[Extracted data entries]

--

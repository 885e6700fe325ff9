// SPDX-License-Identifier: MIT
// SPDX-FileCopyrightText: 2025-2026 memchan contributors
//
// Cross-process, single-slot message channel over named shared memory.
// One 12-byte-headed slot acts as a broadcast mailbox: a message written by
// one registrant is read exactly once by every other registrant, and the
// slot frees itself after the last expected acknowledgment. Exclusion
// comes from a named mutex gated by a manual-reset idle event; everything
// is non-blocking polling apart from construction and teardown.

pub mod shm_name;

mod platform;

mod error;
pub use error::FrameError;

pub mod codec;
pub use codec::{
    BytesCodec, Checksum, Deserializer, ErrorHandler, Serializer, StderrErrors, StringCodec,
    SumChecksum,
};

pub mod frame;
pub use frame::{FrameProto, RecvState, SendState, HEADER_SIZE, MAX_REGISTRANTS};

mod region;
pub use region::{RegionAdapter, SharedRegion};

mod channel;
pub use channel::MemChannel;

--

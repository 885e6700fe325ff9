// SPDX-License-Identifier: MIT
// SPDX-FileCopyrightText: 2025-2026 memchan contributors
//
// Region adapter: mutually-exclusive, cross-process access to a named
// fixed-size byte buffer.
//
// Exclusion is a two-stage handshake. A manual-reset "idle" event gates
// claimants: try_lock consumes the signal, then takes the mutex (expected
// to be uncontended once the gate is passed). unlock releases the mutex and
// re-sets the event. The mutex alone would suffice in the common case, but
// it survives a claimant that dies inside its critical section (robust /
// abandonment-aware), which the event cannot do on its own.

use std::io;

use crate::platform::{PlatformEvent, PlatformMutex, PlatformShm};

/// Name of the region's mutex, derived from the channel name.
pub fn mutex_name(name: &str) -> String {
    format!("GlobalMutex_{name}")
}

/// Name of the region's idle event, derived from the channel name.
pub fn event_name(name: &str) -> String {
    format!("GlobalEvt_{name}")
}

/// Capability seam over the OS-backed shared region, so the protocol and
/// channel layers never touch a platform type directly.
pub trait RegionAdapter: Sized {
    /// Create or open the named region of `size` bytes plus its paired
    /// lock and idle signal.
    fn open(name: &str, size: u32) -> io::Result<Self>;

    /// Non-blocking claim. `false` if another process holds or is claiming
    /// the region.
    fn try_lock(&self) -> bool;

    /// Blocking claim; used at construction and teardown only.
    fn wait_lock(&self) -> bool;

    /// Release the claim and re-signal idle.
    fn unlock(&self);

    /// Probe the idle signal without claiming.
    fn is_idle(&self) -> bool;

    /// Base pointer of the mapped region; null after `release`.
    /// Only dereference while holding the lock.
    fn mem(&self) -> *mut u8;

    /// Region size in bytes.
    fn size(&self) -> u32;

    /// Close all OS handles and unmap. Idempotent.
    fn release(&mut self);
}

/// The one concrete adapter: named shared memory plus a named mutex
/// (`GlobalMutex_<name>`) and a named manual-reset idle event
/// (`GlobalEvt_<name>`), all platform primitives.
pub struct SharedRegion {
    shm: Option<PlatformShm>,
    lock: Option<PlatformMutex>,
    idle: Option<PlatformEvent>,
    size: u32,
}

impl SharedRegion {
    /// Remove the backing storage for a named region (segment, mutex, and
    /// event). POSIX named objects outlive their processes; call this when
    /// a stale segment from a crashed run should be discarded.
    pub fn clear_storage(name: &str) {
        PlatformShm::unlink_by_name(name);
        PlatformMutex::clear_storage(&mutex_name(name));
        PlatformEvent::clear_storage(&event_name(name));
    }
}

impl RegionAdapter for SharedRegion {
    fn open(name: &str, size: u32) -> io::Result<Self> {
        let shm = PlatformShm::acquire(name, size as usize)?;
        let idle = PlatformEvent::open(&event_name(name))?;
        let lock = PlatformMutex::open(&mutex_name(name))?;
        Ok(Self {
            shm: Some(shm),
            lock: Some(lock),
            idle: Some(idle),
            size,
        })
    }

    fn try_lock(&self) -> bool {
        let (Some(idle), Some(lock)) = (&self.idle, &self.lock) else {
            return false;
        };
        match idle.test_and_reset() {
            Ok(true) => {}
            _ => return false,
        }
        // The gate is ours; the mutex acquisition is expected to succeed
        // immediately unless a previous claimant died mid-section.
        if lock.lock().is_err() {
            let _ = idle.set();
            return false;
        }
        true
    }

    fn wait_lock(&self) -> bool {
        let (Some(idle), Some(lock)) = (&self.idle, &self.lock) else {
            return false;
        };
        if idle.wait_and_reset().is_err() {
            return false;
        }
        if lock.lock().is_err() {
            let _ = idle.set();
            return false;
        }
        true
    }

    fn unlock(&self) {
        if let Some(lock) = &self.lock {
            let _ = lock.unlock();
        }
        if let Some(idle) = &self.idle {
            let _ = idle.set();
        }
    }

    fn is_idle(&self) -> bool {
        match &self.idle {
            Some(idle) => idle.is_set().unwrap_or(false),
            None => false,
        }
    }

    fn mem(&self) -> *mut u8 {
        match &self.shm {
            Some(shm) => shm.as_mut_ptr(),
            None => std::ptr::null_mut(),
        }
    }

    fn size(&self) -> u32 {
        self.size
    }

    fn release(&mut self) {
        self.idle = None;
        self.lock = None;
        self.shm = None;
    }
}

--

* _Required work_:
Across the data, pull every line containing the string "Result".

* _Problem solution_:
    fn open(name: &str, size: u32) -> io::Result<Self>;
    fn open(name: &str, size: u32) -> io::Result<Self> {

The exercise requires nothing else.